■ What needs to be done ■
Of the lines in the data below, count the ones holding the string "strict", and answer with that number only.

#### Exercise data

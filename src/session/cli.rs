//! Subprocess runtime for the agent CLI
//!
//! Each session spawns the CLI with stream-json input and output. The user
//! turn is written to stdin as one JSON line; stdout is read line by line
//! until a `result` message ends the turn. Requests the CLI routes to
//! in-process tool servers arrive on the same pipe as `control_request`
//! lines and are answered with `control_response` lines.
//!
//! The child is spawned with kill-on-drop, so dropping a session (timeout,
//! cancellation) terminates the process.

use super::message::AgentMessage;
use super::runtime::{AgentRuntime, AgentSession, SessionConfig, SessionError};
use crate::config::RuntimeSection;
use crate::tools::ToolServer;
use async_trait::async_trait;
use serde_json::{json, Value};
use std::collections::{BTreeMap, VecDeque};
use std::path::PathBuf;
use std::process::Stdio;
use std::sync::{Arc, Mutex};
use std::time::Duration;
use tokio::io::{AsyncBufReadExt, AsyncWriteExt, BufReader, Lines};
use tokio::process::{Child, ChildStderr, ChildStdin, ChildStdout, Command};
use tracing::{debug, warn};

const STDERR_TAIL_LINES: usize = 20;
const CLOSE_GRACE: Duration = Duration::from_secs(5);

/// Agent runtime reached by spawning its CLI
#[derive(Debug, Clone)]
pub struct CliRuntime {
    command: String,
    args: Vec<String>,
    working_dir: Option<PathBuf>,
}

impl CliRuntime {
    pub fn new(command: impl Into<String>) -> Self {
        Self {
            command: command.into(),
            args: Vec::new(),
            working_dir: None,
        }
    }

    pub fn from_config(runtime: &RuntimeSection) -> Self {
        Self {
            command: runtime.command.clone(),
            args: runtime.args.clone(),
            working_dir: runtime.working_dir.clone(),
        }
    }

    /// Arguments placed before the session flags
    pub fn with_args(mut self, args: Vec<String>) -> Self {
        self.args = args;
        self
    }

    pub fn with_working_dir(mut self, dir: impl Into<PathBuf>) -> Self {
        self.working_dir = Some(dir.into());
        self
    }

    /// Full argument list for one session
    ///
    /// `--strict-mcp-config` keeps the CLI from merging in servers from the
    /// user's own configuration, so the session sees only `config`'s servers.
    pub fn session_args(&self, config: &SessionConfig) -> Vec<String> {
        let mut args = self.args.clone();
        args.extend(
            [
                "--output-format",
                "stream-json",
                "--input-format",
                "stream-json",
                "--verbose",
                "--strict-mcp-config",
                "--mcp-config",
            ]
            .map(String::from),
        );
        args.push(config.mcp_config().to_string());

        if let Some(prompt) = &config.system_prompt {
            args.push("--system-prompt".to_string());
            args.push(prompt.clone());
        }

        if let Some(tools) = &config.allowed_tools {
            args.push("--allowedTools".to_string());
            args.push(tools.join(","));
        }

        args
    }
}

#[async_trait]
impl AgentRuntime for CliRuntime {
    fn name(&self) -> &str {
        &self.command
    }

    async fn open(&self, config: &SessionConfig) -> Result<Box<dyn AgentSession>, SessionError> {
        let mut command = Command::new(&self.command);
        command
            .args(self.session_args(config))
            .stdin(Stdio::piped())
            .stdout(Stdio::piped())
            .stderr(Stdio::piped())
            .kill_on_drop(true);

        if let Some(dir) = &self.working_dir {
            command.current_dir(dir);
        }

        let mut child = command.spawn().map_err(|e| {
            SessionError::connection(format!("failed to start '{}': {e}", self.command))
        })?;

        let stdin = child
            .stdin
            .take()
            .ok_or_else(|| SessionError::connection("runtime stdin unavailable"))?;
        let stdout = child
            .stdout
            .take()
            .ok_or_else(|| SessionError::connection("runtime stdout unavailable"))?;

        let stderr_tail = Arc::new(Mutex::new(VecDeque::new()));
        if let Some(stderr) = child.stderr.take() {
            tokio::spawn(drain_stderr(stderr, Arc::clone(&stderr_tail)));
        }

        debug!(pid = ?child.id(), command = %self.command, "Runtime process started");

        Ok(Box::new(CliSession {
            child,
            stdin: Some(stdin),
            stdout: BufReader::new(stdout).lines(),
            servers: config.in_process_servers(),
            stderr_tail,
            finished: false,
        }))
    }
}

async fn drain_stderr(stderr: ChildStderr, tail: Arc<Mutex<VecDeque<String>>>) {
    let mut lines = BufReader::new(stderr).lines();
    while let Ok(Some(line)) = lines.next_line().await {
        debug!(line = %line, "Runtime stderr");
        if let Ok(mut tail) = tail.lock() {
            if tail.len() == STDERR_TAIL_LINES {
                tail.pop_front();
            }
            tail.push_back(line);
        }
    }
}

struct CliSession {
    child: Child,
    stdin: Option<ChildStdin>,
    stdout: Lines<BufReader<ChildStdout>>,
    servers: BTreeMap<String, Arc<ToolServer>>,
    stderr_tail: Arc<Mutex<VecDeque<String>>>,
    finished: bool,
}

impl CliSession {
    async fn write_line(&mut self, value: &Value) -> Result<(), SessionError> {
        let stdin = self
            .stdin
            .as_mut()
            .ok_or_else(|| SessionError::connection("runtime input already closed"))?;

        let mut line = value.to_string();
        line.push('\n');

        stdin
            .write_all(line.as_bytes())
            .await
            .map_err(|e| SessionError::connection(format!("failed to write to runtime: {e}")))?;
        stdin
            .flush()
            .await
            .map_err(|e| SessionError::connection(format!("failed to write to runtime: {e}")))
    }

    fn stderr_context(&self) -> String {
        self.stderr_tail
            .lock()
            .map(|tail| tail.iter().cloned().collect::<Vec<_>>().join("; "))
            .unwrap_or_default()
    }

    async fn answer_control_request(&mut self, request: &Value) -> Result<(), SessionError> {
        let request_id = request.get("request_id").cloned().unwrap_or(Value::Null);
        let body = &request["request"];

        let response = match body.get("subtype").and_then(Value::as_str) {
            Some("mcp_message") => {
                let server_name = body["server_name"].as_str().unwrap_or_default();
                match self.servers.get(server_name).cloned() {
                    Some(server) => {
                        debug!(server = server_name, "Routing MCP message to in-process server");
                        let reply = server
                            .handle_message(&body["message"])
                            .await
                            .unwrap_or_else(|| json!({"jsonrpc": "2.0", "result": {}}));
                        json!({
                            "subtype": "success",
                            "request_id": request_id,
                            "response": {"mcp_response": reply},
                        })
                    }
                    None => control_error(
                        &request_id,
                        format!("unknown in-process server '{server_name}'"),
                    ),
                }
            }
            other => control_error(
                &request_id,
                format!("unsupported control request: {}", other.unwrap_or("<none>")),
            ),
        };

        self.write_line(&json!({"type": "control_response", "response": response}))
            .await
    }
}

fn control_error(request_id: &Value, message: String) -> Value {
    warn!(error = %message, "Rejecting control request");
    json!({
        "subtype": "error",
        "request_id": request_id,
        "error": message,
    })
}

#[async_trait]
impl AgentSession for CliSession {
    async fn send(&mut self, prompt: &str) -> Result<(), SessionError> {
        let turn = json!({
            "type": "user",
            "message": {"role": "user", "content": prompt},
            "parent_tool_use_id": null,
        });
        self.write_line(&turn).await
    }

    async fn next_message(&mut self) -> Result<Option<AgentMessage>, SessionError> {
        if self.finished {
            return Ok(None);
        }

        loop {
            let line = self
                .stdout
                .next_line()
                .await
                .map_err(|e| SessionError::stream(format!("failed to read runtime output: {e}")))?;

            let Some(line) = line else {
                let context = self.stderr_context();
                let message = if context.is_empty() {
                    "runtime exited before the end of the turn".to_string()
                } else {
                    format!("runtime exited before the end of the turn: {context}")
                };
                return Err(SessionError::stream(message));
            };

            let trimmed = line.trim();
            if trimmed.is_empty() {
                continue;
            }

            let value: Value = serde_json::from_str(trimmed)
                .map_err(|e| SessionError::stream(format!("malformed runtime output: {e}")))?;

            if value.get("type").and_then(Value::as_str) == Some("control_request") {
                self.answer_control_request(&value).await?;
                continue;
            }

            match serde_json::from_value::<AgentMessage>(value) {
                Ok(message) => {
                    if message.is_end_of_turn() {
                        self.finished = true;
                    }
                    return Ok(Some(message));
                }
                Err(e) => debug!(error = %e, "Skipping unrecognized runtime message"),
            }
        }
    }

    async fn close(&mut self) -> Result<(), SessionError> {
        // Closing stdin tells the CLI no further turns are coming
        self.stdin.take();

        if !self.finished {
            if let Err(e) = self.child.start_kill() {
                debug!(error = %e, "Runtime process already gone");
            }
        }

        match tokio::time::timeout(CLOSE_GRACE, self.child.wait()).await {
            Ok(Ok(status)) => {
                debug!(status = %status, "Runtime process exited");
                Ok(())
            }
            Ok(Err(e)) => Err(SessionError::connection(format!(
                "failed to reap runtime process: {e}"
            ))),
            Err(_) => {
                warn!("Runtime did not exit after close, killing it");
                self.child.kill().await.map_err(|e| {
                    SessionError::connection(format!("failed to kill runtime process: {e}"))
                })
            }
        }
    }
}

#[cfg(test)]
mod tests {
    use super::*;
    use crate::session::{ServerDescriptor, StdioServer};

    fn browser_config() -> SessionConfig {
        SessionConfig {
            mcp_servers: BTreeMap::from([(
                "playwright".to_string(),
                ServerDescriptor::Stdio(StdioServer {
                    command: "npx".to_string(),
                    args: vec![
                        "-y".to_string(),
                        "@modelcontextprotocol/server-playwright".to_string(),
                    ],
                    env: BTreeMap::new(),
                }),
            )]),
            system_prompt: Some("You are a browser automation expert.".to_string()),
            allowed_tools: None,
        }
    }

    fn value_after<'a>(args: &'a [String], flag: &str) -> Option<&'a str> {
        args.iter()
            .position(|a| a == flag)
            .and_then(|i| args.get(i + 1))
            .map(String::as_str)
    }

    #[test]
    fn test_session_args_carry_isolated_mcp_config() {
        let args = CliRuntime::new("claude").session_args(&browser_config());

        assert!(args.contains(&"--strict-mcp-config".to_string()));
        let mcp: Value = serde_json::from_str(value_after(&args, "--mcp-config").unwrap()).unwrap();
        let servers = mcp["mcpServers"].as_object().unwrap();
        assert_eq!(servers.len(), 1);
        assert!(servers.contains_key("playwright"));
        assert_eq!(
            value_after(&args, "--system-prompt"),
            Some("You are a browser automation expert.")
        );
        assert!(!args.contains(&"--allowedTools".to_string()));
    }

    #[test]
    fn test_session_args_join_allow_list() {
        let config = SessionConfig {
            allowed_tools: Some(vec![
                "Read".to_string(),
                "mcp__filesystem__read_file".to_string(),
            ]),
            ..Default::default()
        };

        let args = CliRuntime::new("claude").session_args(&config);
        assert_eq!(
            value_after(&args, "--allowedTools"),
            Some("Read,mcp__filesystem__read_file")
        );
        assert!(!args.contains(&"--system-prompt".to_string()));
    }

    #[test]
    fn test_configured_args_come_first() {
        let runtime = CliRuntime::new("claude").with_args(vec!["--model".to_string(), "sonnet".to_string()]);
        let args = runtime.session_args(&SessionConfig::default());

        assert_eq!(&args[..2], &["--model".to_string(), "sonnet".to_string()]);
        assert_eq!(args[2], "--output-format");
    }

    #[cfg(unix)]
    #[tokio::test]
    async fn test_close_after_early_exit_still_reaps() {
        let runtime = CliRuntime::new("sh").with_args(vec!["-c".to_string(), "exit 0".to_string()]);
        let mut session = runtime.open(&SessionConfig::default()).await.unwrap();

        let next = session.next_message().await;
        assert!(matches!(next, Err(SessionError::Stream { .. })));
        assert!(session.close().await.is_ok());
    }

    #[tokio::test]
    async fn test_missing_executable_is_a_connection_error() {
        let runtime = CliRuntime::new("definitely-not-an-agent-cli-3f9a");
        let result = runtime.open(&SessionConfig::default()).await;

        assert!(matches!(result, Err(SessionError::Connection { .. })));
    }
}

########
#### Exercise data

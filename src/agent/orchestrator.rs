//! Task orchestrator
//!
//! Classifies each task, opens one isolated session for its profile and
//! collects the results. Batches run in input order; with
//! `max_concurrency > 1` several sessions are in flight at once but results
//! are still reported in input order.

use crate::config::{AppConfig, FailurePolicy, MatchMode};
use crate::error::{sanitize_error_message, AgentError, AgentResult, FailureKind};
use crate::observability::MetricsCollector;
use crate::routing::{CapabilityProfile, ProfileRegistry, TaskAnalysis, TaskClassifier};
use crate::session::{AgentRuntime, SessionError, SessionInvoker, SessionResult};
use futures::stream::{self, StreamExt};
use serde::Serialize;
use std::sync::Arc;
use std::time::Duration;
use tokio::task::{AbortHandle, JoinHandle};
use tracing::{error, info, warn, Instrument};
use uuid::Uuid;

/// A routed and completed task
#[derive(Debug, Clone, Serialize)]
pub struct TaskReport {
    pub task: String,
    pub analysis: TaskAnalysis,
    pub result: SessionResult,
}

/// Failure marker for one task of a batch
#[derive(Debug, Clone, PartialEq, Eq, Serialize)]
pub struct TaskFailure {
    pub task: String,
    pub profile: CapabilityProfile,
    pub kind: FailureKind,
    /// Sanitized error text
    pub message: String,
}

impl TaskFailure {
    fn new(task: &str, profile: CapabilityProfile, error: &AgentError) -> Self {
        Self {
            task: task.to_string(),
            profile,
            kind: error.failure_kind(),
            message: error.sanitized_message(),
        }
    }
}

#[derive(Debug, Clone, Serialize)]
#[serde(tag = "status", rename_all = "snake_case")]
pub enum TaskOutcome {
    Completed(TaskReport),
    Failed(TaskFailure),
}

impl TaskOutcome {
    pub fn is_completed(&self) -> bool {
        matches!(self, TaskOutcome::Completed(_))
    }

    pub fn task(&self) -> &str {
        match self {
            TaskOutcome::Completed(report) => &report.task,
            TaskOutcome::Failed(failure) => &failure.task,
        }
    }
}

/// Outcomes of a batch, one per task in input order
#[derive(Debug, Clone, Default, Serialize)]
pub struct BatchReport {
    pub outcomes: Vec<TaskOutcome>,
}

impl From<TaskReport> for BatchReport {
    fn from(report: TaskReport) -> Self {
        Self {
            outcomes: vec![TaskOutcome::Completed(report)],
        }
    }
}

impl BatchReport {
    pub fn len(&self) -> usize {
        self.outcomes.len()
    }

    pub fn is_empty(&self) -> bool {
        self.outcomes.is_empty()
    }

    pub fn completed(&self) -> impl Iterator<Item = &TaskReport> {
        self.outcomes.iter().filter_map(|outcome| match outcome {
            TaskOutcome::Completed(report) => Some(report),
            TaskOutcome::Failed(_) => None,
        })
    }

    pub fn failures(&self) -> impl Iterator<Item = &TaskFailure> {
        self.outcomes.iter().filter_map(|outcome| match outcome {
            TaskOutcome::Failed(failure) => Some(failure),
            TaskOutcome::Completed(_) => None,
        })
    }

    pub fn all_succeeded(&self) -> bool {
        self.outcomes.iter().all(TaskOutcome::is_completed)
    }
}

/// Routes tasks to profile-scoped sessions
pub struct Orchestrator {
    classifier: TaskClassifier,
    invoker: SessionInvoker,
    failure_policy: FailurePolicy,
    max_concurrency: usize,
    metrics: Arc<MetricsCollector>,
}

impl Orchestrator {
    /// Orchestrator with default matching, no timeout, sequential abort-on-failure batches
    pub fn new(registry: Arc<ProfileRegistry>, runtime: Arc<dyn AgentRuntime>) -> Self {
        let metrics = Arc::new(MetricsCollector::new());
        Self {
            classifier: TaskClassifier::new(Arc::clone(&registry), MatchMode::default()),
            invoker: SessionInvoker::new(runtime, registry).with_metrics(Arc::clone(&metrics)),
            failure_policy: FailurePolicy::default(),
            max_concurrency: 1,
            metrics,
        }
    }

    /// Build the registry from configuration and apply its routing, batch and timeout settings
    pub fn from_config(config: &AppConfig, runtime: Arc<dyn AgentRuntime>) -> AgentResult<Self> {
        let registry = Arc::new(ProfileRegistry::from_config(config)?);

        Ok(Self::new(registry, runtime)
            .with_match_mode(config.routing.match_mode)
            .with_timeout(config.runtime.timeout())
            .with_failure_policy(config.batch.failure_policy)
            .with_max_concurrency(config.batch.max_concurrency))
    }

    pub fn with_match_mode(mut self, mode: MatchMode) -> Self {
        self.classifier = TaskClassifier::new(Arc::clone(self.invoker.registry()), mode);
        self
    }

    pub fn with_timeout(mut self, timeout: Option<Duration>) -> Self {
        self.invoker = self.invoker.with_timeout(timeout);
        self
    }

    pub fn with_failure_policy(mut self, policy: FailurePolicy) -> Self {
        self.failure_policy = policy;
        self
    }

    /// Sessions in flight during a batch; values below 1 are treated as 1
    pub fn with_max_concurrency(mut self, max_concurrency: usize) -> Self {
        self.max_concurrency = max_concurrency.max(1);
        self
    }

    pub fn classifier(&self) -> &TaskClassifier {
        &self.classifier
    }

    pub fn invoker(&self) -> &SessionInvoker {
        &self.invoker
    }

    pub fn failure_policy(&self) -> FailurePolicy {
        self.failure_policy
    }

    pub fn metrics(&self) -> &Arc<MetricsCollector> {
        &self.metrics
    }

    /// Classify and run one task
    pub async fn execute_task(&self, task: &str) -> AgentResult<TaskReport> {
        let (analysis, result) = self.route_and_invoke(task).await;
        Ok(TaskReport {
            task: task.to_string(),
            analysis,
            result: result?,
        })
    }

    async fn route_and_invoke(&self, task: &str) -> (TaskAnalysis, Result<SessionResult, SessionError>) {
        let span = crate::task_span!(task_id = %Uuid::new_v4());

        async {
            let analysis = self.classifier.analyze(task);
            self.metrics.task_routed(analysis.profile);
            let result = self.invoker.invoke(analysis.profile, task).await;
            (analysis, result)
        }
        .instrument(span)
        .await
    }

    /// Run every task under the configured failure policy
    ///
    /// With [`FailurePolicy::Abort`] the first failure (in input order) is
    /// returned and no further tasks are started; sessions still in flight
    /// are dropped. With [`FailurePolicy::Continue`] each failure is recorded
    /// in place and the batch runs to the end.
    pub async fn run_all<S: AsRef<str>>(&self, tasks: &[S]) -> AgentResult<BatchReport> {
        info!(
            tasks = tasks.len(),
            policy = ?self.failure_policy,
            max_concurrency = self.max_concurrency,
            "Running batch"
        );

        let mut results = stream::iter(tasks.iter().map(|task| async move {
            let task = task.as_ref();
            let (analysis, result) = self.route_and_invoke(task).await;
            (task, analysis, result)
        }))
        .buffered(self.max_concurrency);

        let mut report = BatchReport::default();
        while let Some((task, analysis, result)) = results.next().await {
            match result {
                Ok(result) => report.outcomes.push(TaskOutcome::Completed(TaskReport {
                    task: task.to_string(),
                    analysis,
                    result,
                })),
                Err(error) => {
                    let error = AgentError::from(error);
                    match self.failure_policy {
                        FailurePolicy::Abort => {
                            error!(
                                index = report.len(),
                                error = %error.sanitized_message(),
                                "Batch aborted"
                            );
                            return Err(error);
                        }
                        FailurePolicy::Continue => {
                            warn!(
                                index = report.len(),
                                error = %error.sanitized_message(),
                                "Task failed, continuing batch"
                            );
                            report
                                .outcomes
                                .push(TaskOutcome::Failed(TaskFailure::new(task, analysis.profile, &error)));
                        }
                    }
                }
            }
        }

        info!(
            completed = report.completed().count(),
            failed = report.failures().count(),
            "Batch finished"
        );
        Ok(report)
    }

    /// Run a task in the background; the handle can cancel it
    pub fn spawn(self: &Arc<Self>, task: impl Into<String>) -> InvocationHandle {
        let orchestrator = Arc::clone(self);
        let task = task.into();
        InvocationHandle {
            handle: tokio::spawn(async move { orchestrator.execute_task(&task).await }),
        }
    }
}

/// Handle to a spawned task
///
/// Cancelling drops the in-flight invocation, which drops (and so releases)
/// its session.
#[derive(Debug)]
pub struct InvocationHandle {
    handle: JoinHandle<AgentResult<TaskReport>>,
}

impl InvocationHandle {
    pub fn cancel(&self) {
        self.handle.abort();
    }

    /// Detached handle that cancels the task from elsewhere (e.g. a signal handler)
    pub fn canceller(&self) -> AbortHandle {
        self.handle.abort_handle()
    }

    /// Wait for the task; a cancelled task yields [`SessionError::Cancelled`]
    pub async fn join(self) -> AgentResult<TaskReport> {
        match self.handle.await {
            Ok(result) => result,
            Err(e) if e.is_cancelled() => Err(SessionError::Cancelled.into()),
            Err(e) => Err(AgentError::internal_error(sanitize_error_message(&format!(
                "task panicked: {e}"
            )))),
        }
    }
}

########

■ Solution to this task ■
3